Collected data entries
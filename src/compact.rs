//! ## Compact estimator
//! Split HyperLogLog with `m = 2^b` registers, each register value stored as
//! a `D`-bit dense field plus an optional `O`-bit overflow field.
//!
//! Register value is the number of leading zeros among the `64 - b` bits following
//! the register index (`64 - b` when none of them is set).
//!
//! Most registers hold small values, so every register gets a dense field and only
//! registers with value `>= 2^D` get an entry in the sparse overflow map:
//!
//! `value = dense[i] | (overflow[i] << D)`
//!
//! Dense encoding:
//! - dense[0..]    - stores dense fields using `D` bits per register, packed into `u32` words.
//! - dense[last]   - one extra word for branchless two-word field updates.
//!
//! Overflow encoding:
//! - index -> high bits of the register value (`value >> D`), present iff `value >= 2^D`.

use std::collections::HashMap;
use std::fmt::{Debug, Formatter};
use std::hash::{BuildHasher, BuildHasherDefault, Hash, Hasher};
use std::marker::PhantomData;
use std::mem::{size_of, size_of_val};

use tracing::trace;
use wyhash::WyHash;

use crate::error::EstimatorError;
use crate::estimator::{estimate, inverse_pow2, CardinalityEstimator};
use crate::hash::{checked_precision, leading_zeros, register_index, HASH_BITS, MAX_PRECISION};

/// HyperLogLog estimator splitting each register into a `D`-bit dense field
/// and an `O`-bit overflow field kept only for registers of value `>= 2^D`.
/// Items of type `T` are hashed with `H`.
pub struct CompactEstimator<T: ?Sized, H = WyHash, const D: usize = 4, const O: usize = 3> {
    /// Bit-packed dense fields
    dense: Vec<u32>,
    /// Sparse overflow fields
    overflow: HashMap<usize, u8>,
    /// Number of hash bits used for register indices
    precision: u8,
    /// Estimate cached by the last `compute_cardinality` call
    cardinality: u64,
    /// Zero-sized build hasher
    build_hasher: BuildHasherDefault<H>,
    _marker: PhantomData<T>,
}

impl<T: ?Sized, H, const D: usize, const O: usize> CompactEstimator<T, H, D, O> {
    /// Ensure that `D` and `O` fit in a byte and together hold a leading zeros count of up to 64
    const VALID_WIDTHS: () = assert!(D >= 1 && D <= 8 && O >= 1 && O <= 8 && (1 << (D + O)) > 64);
    /// Number of values representable by a dense field
    pub const DENSE_CAPACITY: u32 = 1 << D;
    /// Number of values representable by an overflow field
    pub const OVERFLOW_CAPACITY: u32 = 1 << O;

    /// Creates new instance of `CompactEstimator` with `2^precision` registers.
    /// Negative precision is clamped to 0.
    pub fn new(precision: i32) -> Result<Self, EstimatorError> {
        // compile time check of params
        _ = Self::VALID_WIDTHS;

        let precision = checked_precision(precision)?;
        Ok(Self {
            dense: vec![0; Self::dense_len(precision)],
            overflow: HashMap::new(),
            precision,
            cardinality: 0,
            build_hasher: BuildHasherDefault::default(),
            _marker: PhantomData,
        })
    }

    /// Restore estimator from register state previously read through its accessors,
    /// validating register count and register values.
    pub fn from_parts(
        precision: u8,
        cardinality: u64,
        dense: Vec<u32>,
        overflow: HashMap<usize, u8>,
    ) -> Result<Self, EstimatorError> {
        _ = Self::VALID_WIDTHS;

        if precision > MAX_PRECISION {
            return Err(EstimatorError::PrecisionOutOfRange {
                precision: i32::from(precision),
                max: MAX_PRECISION,
            });
        }
        let expected = Self::dense_len(precision);
        if dense.len() != expected {
            return Err(EstimatorError::RegisterCountMismatch {
                expected,
                actual: dense.len(),
            });
        }

        let estimator = Self {
            dense,
            overflow,
            precision,
            cardinality,
            build_hasher: BuildHasherDefault::default(),
            _marker: PhantomData,
        };

        let m = estimator.num_registers();
        let max = HASH_BITS - u32::from(precision);
        for (&index, &value) in estimator.overflow.iter() {
            if index >= m || value == 0 || u32::from(value) >= Self::OVERFLOW_CAPACITY {
                return Err(EstimatorError::InvalidRegister {
                    index,
                    value: u32::from(value),
                    max: Self::OVERFLOW_CAPACITY - 1,
                });
            }
        }
        if let Some((index, value)) = (0..m)
            .map(|idx| (idx, estimator.register_value(idx)))
            .find(|&(_, value)| value > max)
        {
            return Err(EstimatorError::InvalidRegister { index, value, max });
        }

        Ok(estimator)
    }

    /// Number of `u32` words holding `2^precision` dense fields plus one extra word
    #[inline]
    fn dense_len(precision: u8) -> usize {
        ((1usize << precision) * D).div_ceil(32) + 1
    }

    /// Update `index` register with `leading_zeros` if it is greater than the current value.
    /// Rejects indices outside `0..num_registers()` and counts above `64 - precision`.
    pub fn update_bucket(
        &mut self,
        index: usize,
        leading_zeros: u8,
    ) -> Result<(), EstimatorError> {
        let registers = self.num_registers();
        if index >= registers {
            return Err(EstimatorError::IndexOutOfRange { index, registers });
        }
        let max = HASH_BITS - u32::from(self.precision);
        if u32::from(leading_zeros) > max {
            return Err(EstimatorError::InvalidRegister {
                index,
                value: u32::from(leading_zeros),
                max,
            });
        }
        self.update_register(index, u32::from(leading_zeros));
        Ok(())
    }

    /// Raise `index` register to `value`, both already known to be in range
    #[inline]
    fn update_register(&mut self, index: usize, value: u32) {
        if value <= self.register_value(index) {
            return;
        }
        self.set_dense(index, value & (Self::DENSE_CAPACITY - 1));
        if value >= Self::DENSE_CAPACITY {
            let spill = (value >> D) as u8;
            trace!(index, value, spill, "spilling register into overflow bucket");
            self.overflow.insert(index, spill);
        }
    }

    /// Return reconstructed value of `index` register
    #[inline]
    pub fn register(&self, index: usize) -> Option<u32> {
        (index < self.num_registers()).then(|| self.register_value(index))
    }

    /// Return dense field of `index` register
    #[inline]
    pub fn dense_bucket(&self, index: usize) -> Option<u8> {
        (index < self.num_registers()).then(|| self.get_dense(index) as u8)
    }

    /// Return overflow field of `index` register, if the register has spilled
    #[inline]
    pub fn overflow_bucket(&self, index: usize) -> Option<u8> {
        self.overflow.get(&index).copied()
    }

    /// Return number of registers with an overflow field
    #[inline]
    pub fn overflow_len(&self) -> usize {
        self.overflow.len()
    }

    /// Iterate over `(index, overflow)` pairs in no particular order
    #[inline]
    pub fn overflow_iter(&self) -> impl Iterator<Item = (usize, u8)> + '_ {
        self.overflow.iter().map(|(&index, &value)| (index, value))
    }

    /// Return packed dense words
    #[inline]
    pub fn dense_words(&self) -> &[u32] {
        &self.dense
    }

    #[inline]
    fn register_value(&self, index: usize) -> u32 {
        let high = self.overflow.get(&index).map_or(0, |&v| u32::from(v));
        self.get_dense(index) + (high << D)
    }

    /// Get dense field of `idx` register
    #[inline]
    fn get_dense(&self, idx: usize) -> u32 {
        let bit_idx = idx * D;
        let u32_idx = bit_idx / 32;
        let bit_pos = bit_idx % 32;
        let bits = &self.dense[u32_idx..u32_idx + 2];
        let bits_1 = D.min(32 - bit_pos);
        let bits_2 = D - bits_1;
        let mask_1 = (1 << bits_1) - 1;
        let mask_2 = (1 << bits_2) - 1;

        ((bits[0] >> bit_pos) & mask_1) | ((bits[1] & mask_2) << bits_1)
    }

    /// Set dense field of `idx` register to `value`
    #[inline]
    fn set_dense(&mut self, idx: usize, value: u32) {
        let bit_idx = idx * D;
        let u32_idx = bit_idx / 32;
        let bit_pos = bit_idx % 32;
        let bits = &mut self.dense[u32_idx..u32_idx + 2];
        let bits_1 = D.min(32 - bit_pos);
        let bits_2 = D - bits_1;
        let mask_1: u32 = (1 << bits_1) - 1;
        let mask_2: u32 = (1 << bits_2) - 1;

        // Unconditionally update two `u32` elements based on `value` bits and masks
        bits[0] &= !(mask_1 << bit_pos);
        bits[0] |= (value & mask_1) << bit_pos;
        bits[1] &= !mask_2;
        bits[1] |= (value >> bits_1) & mask_2;
    }
}

impl<T: Hash + ?Sized, H: Hasher + Default, const D: usize, const O: usize>
    CompactEstimator<T, H, D, O>
{
    /// Insert a hashable item into `CompactEstimator`
    #[inline]
    pub fn add_elem(&mut self, item: &T) {
        let mut hasher = self.build_hasher.build_hasher();
        item.hash(&mut hasher);
        let hash = hasher.finish();
        self.add_hash(hash);
    }
}

impl<T: ?Sized, H, const D: usize, const O: usize> CardinalityEstimator
    for CompactEstimator<T, H, D, O>
{
    /// Insert hash into `CompactEstimator`
    #[inline]
    fn add_hash(&mut self, hash: u64) {
        let index = register_index(hash, self.precision);
        let leading_zeros = leading_zeros(hash, self.precision);
        self.update_register(index, u32::from(leading_zeros));
    }

    fn compute_cardinality(&mut self) {
        let m = self.num_registers();
        let sum: f64 = (0..m)
            .map(|idx| inverse_pow2(self.register_value(idx)))
            .sum();
        self.cardinality = estimate(m, sum);
        trace!(
            sum,
            overflow = self.overflow.len(),
            cardinality = self.cardinality,
            "computed compact estimate"
        );
    }

    #[inline]
    fn cardinality(&self) -> u64 {
        self.cardinality
    }

    #[inline]
    fn precision(&self) -> u8 {
        self.precision
    }

    #[inline]
    fn num_registers(&self) -> usize {
        1 << self.precision
    }

    /// Return memory size of `CompactEstimator`, counting allocated overflow slots
    fn size_of(&self) -> usize {
        size_of::<Self>()
            + size_of_val(self.dense.as_slice())
            + self.overflow.capacity() * size_of::<(usize, u8)>()
    }
}

impl<T: ?Sized, H, const D: usize, const O: usize> Clone for CompactEstimator<T, H, D, O> {
    fn clone(&self) -> Self {
        Self {
            dense: self.dense.clone(),
            overflow: self.overflow.clone(),
            precision: self.precision,
            cardinality: self.cardinality,
            build_hasher: BuildHasherDefault::default(),
            _marker: PhantomData,
        }
    }
}

impl<T: ?Sized, H, const D: usize, const O: usize> PartialEq for CompactEstimator<T, H, D, O> {
    /// Compare estimators by register state and cached estimate
    fn eq(&self, rhs: &Self) -> bool {
        self.precision == rhs.precision
            && self.cardinality == rhs.cardinality
            && self.dense == rhs.dense
            && self.overflow == rhs.overflow
    }
}

impl<T: ?Sized, H, const D: usize, const O: usize> Debug for CompactEstimator<T, H, D, O> {
    fn fmt(&self, f: &mut Formatter<'_>) -> std::fmt::Result {
        write!(
            f,
            "{{ {}, overflow: {} }}",
            self.summary(),
            self.overflow.len()
        )
    }
}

PROBLEM DETAILS: Retype nothing except the lines from the line holding "impl<T: ?Sized, H, const D: usize, const O: usize> PartialEq" through the last line of the entries, both included.

YOUR SOLUTION:
impl<T: ?Sized, H, const D: usize, const O: usize> PartialEq for CompactEstimator<T, H, D, O> {
    /// Compare estimators by register state and cached estimate
    fn eq(&self, rhs: &Self) -> bool {
        self.precision == rhs.precision
            && self.cardinality == rhs.cardinality
            && self.dense == rhs.dense
            && self.overflow == rhs.overflow
    }
}

impl<T: ?Sized, H, const D: usize, const O: usize> Debug for CompactEstimator<T, H, D, O> {
    fn fmt(&self, f: &mut Formatter<'_>) -> std::fmt::Result {
        write!(
            f,
            "{{ {}, overflow: {} }}",
            self.summary(),
            self.overflow.len()
        )
    }
}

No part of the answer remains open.